Exercise aim:
Scan the records below and report how many lines include the string "NoDataFiles"; the number alone will do.

Data for this task:
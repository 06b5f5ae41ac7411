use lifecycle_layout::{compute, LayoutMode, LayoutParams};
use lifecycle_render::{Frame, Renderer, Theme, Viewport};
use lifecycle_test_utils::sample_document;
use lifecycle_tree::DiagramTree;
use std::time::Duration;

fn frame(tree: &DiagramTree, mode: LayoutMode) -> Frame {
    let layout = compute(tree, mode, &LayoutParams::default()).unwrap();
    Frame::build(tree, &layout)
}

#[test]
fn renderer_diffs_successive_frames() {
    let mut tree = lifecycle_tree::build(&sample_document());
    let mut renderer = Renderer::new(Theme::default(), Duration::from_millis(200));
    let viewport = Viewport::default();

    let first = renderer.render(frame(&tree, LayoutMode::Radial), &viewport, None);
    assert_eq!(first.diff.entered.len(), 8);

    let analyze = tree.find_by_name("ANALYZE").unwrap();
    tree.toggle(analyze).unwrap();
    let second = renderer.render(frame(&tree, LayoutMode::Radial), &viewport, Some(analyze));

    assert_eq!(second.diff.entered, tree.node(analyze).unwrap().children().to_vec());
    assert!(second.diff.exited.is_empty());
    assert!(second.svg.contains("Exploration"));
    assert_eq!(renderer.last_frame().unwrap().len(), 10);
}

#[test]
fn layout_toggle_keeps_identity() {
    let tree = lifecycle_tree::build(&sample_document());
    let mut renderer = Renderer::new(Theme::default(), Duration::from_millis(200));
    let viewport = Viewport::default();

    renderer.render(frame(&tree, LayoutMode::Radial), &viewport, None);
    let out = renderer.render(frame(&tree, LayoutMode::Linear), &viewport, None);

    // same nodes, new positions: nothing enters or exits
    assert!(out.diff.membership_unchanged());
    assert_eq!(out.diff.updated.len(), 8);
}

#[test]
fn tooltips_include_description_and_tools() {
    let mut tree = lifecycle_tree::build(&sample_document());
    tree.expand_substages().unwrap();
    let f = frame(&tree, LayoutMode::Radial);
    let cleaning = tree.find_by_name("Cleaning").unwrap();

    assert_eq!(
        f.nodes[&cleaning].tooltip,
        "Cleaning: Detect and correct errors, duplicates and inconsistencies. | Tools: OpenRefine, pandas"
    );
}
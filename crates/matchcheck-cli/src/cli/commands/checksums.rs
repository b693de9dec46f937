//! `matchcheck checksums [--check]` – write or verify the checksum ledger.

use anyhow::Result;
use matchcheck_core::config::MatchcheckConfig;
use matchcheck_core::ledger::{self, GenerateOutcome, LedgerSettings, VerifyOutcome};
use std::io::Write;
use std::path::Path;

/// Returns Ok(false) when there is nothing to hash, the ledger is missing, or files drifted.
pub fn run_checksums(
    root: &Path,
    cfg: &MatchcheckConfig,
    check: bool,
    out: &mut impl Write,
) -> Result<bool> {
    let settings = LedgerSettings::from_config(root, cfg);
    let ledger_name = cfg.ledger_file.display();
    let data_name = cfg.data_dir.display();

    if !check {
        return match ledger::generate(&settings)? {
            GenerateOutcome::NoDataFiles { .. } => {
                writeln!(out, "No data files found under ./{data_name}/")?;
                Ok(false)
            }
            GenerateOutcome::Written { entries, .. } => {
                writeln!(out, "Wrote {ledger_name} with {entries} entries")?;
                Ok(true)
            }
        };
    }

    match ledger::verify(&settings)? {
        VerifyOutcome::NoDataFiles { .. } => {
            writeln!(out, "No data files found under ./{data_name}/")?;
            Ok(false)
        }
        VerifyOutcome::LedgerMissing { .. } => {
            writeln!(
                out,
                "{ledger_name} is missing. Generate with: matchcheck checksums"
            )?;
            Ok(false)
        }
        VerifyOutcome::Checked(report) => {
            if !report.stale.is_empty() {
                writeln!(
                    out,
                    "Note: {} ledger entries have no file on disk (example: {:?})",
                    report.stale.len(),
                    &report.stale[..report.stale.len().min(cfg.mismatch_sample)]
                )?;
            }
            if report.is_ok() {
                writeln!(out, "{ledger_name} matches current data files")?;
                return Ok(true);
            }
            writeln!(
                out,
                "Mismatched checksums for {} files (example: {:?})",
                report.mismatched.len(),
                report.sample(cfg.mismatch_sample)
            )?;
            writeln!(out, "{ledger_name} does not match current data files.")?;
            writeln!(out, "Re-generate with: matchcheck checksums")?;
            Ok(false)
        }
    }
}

--

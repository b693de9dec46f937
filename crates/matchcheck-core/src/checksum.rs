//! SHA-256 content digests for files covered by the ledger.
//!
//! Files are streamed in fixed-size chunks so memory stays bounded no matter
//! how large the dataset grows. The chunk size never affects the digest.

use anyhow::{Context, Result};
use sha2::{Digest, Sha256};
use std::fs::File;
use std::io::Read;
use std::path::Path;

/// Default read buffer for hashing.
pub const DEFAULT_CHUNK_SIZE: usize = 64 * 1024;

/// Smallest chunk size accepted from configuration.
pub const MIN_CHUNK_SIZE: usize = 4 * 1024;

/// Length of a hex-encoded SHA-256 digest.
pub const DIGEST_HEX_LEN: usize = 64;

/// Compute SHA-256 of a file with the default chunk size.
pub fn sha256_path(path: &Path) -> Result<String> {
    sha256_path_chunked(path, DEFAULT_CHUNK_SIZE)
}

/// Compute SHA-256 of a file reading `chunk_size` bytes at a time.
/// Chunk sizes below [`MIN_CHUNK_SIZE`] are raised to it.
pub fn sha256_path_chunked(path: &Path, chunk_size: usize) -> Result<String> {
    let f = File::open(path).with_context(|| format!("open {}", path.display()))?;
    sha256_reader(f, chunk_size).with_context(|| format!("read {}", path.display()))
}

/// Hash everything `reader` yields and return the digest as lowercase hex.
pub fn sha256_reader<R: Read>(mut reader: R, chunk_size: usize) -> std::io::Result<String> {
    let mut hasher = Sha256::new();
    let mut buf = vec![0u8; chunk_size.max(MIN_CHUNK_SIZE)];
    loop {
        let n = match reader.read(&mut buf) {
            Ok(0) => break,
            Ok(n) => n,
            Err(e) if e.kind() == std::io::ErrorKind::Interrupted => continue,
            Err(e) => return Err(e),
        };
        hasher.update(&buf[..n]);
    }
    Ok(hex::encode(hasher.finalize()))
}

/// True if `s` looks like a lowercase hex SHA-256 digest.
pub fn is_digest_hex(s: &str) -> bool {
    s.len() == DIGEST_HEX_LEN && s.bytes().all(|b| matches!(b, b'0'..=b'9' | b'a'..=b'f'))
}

Answer below:
2